* RECORDS TO PROCESS
——————

//! Meeting session lifecycle around one shared mind map.
//!
//! # Responsibility
//! - Seed a new session document with a single `Input` root.
//! - Record transcript lines and manual notes as plain notes, never as
//!   tree nodes.
//! - End a session: summarize, persist the final document with action
//!   items, freeze it as history.
//!
//! # Invariants
//! - Only `Live` sessions accept notes or can be ended.
//! - A failed summary never blocks ending; it yields no summary and no
//!   action items.
//! - A failed final save leaves the session `Live` and the client writable.

use crate::client::MindMapClient;
use crate::config::{CoreConfig, EditorConfig};
use crate::model::document::MindMapDocument;
use crate::model::node::{Node, NodeKind};
use crate::model::snapshot::TreeSnapshot;
use crate::sync::gateway::SyncGateway;
use crate::sync::store::{normalize_document_id, DocumentStore, StoreError};
use log::{info, warn};
use serde::{Deserialize, Serialize};
use std::error::Error;
use std::fmt::{Display, Formatter};
use std::sync::Arc;
use std::time::Instant;
use uuid::Uuid;

/// Id of the seeded root node.
pub const SEED_ROOT_ID: &str = "1";

#[derive(Debug, Clone, Copy, PartialEq, Eq, Serialize, Deserialize)]
#[serde(rename_all = "snake_case")]
pub enum SessionStatus {
    Live,
    Completed,
}

#[derive(Debug, Clone, Copy, PartialEq, Eq, Serialize, Deserialize)]
#[serde(rename_all = "lowercase")]
pub enum SpeakerRole {
    Manager,
    Subordinate,
}

/// One line from the transcript producer.
#[derive(Debug, Clone, PartialEq, Eq, Serialize, Deserialize)]
pub struct TranscriptEvent {
    pub speaker: SpeakerRole,
    pub text: String,
    /// Producer-formatted time of the utterance.
    pub timestamp: String,
}

#[derive(Debug, Clone, Copy, PartialEq, Eq, Serialize, Deserialize)]
#[serde(rename_all = "lowercase")]
pub enum NoteSource {
    Manual,
    Ai,
    Transcript,
}

#[derive(Debug, Clone, PartialEq, Eq, Serialize, Deserialize)]
pub struct SessionNote {
    pub id: String,
    pub content: String,
    pub source: NoteSource,
    #[serde(default, skip_serializing_if = "Option::is_none")]
    pub speaker: Option<SpeakerRole>,
    #[serde(default, skip_serializing_if = "Option::is_none")]
    pub timestamp: Option<String>,
}

/// Outcome of summarization.
#[derive(Debug, Clone, PartialEq, Eq, Default, Serialize, Deserialize)]
#[serde(rename_all = "camelCase")]
pub struct SessionSummary {
    pub summary: Option<String>,
    pub action_items: Vec<String>,
}

/// Input handed to a `Summarizer`.
#[derive(Debug, Clone, Copy)]
pub struct SummaryRequest<'a> {
    pub theme: &'a str,
    pub transcript: &'a [TranscriptEvent],
}

/// External summarization collaborator.
pub trait Summarizer {
    fn summarize(&self, request: &SummaryRequest<'_>) -> Result<SessionSummary, String>;
}

#[derive(Debug)]
pub enum SessionError {
    /// Session already ended.
    NotLive(String),
    /// Note content is blank.
    EmptyNote,
    Store(StoreError),
}

impl Display for SessionError {
    fn fmt(&self, f: &mut Formatter<'_>) -> std::fmt::Result {
        match self {
            Self::NotLive(id) => write!(f, "session is not live: {id}"),
            Self::EmptyNote => write!(f, "note content cannot be blank"),
            Self::Store(err) => write!(f, "{err}"),
        }
    }
}

impl Error for SessionError {
    fn source(&self) -> Option<&(dyn Error + 'static)> {
        match self {
            Self::Store(err) => Some(err),
            _ => None,
        }
    }
}

impl From<StoreError> for SessionError {
    fn from(value: StoreError) -> Self {
        Self::Store(value)
    }
}

impl From<serde_json::Error> for SessionError {
    fn from(value: serde_json::Error) -> Self {
        Self::Store(StoreError::Serialization(value))
    }
}

/// One 1on1 session and its notes.
#[derive(Debug, Clone)]
pub struct MeetingSession {
    id: String,
    theme: String,
    root_label: String,
    status: SessionStatus,
    transcript: Vec<TranscriptEvent>,
    notes: Vec<SessionNote>,
    summary: Option<SessionSummary>,
}

impl MeetingSession {
    /// Starts a live session; a blank `theme` uses the configured default.
    pub fn start(
        id: &str,
        theme: Option<&str>,
        editor: &EditorConfig,
    ) -> Result<Self, SessionError> {
        let id = normalize_document_id(id)?.to_string();
        let theme = theme
            .map(str::trim)
            .filter(|value| !value.is_empty())
            .unwrap_or(editor.default_theme.as_str())
            .to_string();
        let root_label = editor.root_label(Some(&theme));
        info!(
            "event=session_start module=session status=ok session_id={}",
            id
        );
        Ok(Self {
            id,
            theme,
            root_label,
            status: SessionStatus::Live,
            transcript: Vec::new(),
            notes: Vec::new(),
            summary: None,
        })
    }

    pub fn id(&self) -> &str {
        &self.id
    }

    pub fn theme(&self) -> &str {
        &self.theme
    }

    pub fn status(&self) -> SessionStatus {
        self.status
    }

    pub fn notes(&self) -> &[SessionNote] {
        &self.notes
    }

    pub fn transcript(&self) -> &[TranscriptEvent] {
        &self.transcript
    }

    pub fn summary(&self) -> Option<&SessionSummary> {
        self.summary.as_ref()
    }

    /// Initial document: one selected `Input` root.
    pub fn seed_snapshot(&self) -> TreeSnapshot {
        let mut root =
            Node::with_id(SEED_ROOT_ID, self.root_label.as_str()).with_kind(NodeKind::Input);
        root.selected = true;
        TreeSnapshot::with_root(root)
    }

    /// Creates the editing client for this session and connects it to `store`.
    ///
    /// A document already stored under the session id wins over the seed.
    pub fn open_editor(
        &self,
        store: Arc<dyn DocumentStore>,
        config: &CoreConfig,
        now: Instant,
    ) -> Result<MindMapClient, SessionError> {
        let mut client = MindMapClient::editor(self.seed_snapshot(), config);
        client.attach(SyncGateway::new(store, self.id.as_str(), &config.sync), now)?;
        Ok(client)
    }

    /// Creates a read-only mirror of this session's document.
    pub fn open_viewer(
        &self,
        store: Arc<dyn DocumentStore>,
        config: &CoreConfig,
        now: Instant,
    ) -> Result<MindMapClient, SessionError> {
        let mut client = MindMapClient::viewer(config);
        client.attach(SyncGateway::new(store, self.id.as_str(), &config.sync), now)?;
        Ok(client)
    }

    /// Records a transcript line as a note.
    pub fn append_transcript(
        &mut self,
        event: TranscriptEvent,
    ) -> Result<&SessionNote, SessionError> {
        self.ensure_live()?;
        let content = event.text.trim();
        if content.is_empty() {
            return Err(SessionError::EmptyNote);
        }
        let note = SessionNote {
            id: Uuid::new_v4().to_string(),
            content: content.to_string(),
            source: NoteSource::Transcript,
            speaker: Some(event.speaker),
            timestamp: Some(event.timestamp.clone()),
        };
        self.transcript.push(event);
        Ok(self.push_note(note))
    }

    /// Adds a manual or assistant-generated note.
    pub fn add_note(
        &mut self,
        content: &str,
        source: NoteSource,
    ) -> Result<&SessionNote, SessionError> {
        self.ensure_live()?;
        let content = content.trim();
        if content.is_empty() {
            return Err(SessionError::EmptyNote);
        }
        let note = SessionNote {
            id: Uuid::new_v4().to_string(),
            content: content.to_string(),
            source,
            speaker: None,
            timestamp: None,
        };
        Ok(self.push_note(note))
    }

    /// Ends the session.
    ///
    /// Saves `client`'s current tree with the summarized action items,
    /// freezes the stored document, and freezes `client`.
    pub fn end(
        &mut self,
        client: &mut MindMapClient,
        store: &dyn DocumentStore,
        summarizer: Option<&dyn Summarizer>,
    ) -> Result<&SessionSummary, SessionError> {
        self.ensure_live()?;
        info!(
            "event=session_end module=session status=start session_id={} transcript_lines={}",
            self.id,
            self.transcript.len()
        );

        let summary = self.summarize(summarizer);
        let document =
            MindMapDocument::from_snapshot(client.snapshot(), Some(summary.action_items.clone()));
        store.save(&self.id, &document.to_value()?)?;
        store.freeze(&self.id)?;

        client.freeze();
        client.set_action_items(Some(summary.action_items.clone()), Instant::now());
        self.status = SessionStatus::Completed;
        info!(
            "event=session_end module=session status=ok session_id={} action_items={}",
            self.id,
            summary.action_items.len()
        );
        Ok(self.summary.insert(summary))
    }

    fn summarize(&self, summarizer: Option<&dyn Summarizer>) -> SessionSummary {
        let Some(summarizer) = summarizer else {
            return SessionSummary::default();
        };
        let request = SummaryRequest {
            theme: &self.theme,
            transcript: &self.transcript,
        };
        match summarizer.summarize(&request) {
            Ok(summary) => SessionSummary {
                summary: summary
                    .summary
                    .map(|text| text.trim().to_string())
                    .filter(|text| !text.is_empty()),
                action_items: summary
                    .action_items
                    .into_iter()
                    .map(|item| item.trim().to_string())
                    .filter(|item| !item.is_empty())
                    .collect(),
            },
            Err(err) => {
                warn!(
                    "event=session_summarize module=session status=error session_id={} error={}",
                    self.id, err
                );
                SessionSummary::default()
            }
        }
    }

    fn ensure_live(&self) -> Result<(), SessionError> {
        if self.status == SessionStatus::Live {
            Ok(())
        } else {
            Err(SessionError::NotLive(self.id.clone()))
        }
    }

    fn push_note(&mut self, note: SessionNote) -> &SessionNote {
        self.notes.push(note);
        &self.notes[self.notes.len() - 1]
    }
}
//! Visibility resolver.
//!
//! # Responsibility
//! - Derive which nodes and edges are visible from expand/collapse flags.
//!
//! # Invariants
//! - A node is hidden iff some ancestor has `expanded = false`.
//! - Roots are never hidden; their own flag only affects descendants.
//! - An edge is visible iff both endpoints are visible.
//! - Read-only over the snapshot; never mutates or creates nodes.

use crate::model::node::{Edge, Node};
use crate::model::snapshot::TreeSnapshot;
use std::collections::{HashMap, HashSet};

/// Node paired with its derived visibility.
#[derive(Debug, Clone, Copy, PartialEq)]
pub struct ResolvedNode<'a> {
    pub node: &'a Node,
    pub hidden: bool,
}

/// Resolver output for one snapshot.
#[derive(Debug, Clone, PartialEq)]
pub struct ResolvedTree<'a> {
    /// Every node in snapshot order.
    pub nodes: Vec<ResolvedNode<'a>>,
    /// Visible edges in snapshot order.
    pub edges: Vec<&'a Edge>,
    hidden: HashSet<&'a str>,
}

impl<'a> ResolvedTree<'a> {
    pub fn is_hidden(&self, node_id: &str) -> bool {
        self.hidden.contains(node_id)
    }

    /// Returns `true` for existing, non-hidden nodes.
    pub fn is_visible(&self, node_id: &str) -> bool {
        self.nodes
            .iter()
            .any(|entry| !entry.hidden && entry.node.id == node_id)
    }

    pub fn visible_nodes(&self) -> Vec<&'a Node> {
        self.nodes
            .iter()
            .filter(|entry| !entry.hidden)
            .map(|entry| entry.node)
            .collect()
    }

    pub fn hidden_count(&self) -> usize {
        self.hidden.len()
    }
}

/// Resolves visibility for every node of `snapshot`.
///
/// Runs in O(N * depth); documents hold tens of nodes.
pub fn resolve(snapshot: &TreeSnapshot) -> ResolvedTree<'_> {
    let expanded: HashMap<&str, bool> = snapshot
        .nodes
        .iter()
        .map(|node| (node.id.as_str(), node.expanded))
        .collect();

    let mut parents: HashMap<&str, Vec<&str>> = HashMap::new();
    for edge in &snapshot.edges {
        if expanded.contains_key(edge.source.as_str()) {
            parents
                .entry(edge.target.as_str())
                .or_default()
                .push(edge.source.as_str());
        }
    }

    let mut hidden = HashSet::new();
    for node in &snapshot.nodes {
        if has_collapsed_ancestor(node.id.as_str(), &parents, &expanded) {
            hidden.insert(node.id.as_str());
        }
    }

    let nodes = snapshot
        .nodes
        .iter()
        .map(|node| ResolvedNode {
            node,
            hidden: hidden.contains(node.id.as_str()),
        })
        .collect();
    let edges = snapshot
        .edges
        .iter()
        .filter(|edge| {
            expanded.contains_key(edge.source.as_str())
                && expanded.contains_key(edge.target.as_str())
                && !hidden.contains(edge.source.as_str())
                && !hidden.contains(edge.target.as_str())
        })
        .collect();

    ResolvedTree {
        nodes,
        edges,
        hidden,
    }
}

fn has_collapsed_ancestor(
    node_id: &str,
    parents: &HashMap<&str, Vec<&str>>,
    expanded: &HashMap<&str, bool>,
) -> bool {
    let mut visited: HashSet<&str> = HashSet::new();
    let mut stack: Vec<&str> = parents.get(node_id).cloned().unwrap_or_default();
    while let Some(ancestor) = stack.pop() {
        if !visited.insert(ancestor) {
            continue;
        }
        if !expanded.get(ancestor).copied().unwrap_or(true) {
            return true;
        }
        if let Some(next) = parents.get(ancestor) {
            stack.extend(next.iter().copied());
        }
    }
    false
}

#[cfg(test)]
mod tests {
    use super::resolve;
    use crate::model::node::{Edge, Node};
    use crate::model::snapshot::TreeSnapshot;

    fn tree() -> TreeSnapshot {
        TreeSnapshot::new(
            vec![
                Node::with_id("r", "root"),
                Node::with_id("a", "a"),
                Node::with_id("b", "b"),
                Node::with_id("c", "c"),
            ],
            vec![
                Edge::between("r", "a"),
                Edge::between("a", "b"),
                Edge::between("r", "c"),
            ],
        )
    }

    #[test]
    fn everything_is_visible_when_expanded() {
        let snapshot = tree();
        let resolved = resolve(&snapshot);
        assert_eq!(resolved.hidden_count(), 0);
        assert_eq!(resolved.edges.len(), 3);
    }

    #[test]
    fn collapsing_hides_transitive_descendants_only() {
        let mut snapshot = tree();
        snapshot.nodes[1].expanded = false;
        let resolved = resolve(&snapshot);
        assert!(!resolved.is_hidden("a"));
        assert!(resolved.is_hidden("b"));
        assert!(!resolved.is_hidden("c"));
        assert_eq!(resolved.edges.len(), 2);
    }

    #[test]
    fn collapsed_root_stays_visible() {
        let mut snapshot = tree();
        snapshot.nodes[0].expanded = false;
        let resolved = resolve(&snapshot);
        assert!(!resolved.is_hidden("r"));
        assert!(resolved.is_visible("r"));
        let visible: Vec<_> = resolved.visible_nodes().iter().map(|n| n.id.clone()).collect();
        assert_eq!(visible, vec!["r".to_string()]);
        assert!(resolved.edges.is_empty());
    }

    #[test]
    fn collapsed_grandparent_hides_even_if_parent_expanded() {
        let mut snapshot = tree();
        snapshot.nodes[0].expanded = false;
        snapshot.nodes[1].expanded = true;
        let resolved = resolve(&snapshot);
        assert!(resolved.is_hidden("b"));
    }
}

——————

Copy every line of the listing where the word "insert" appears.

        Ok(self.summary.insert(summary))
            hidden.insert(node.id.as_str());
        if !visited.insert(ancestor) {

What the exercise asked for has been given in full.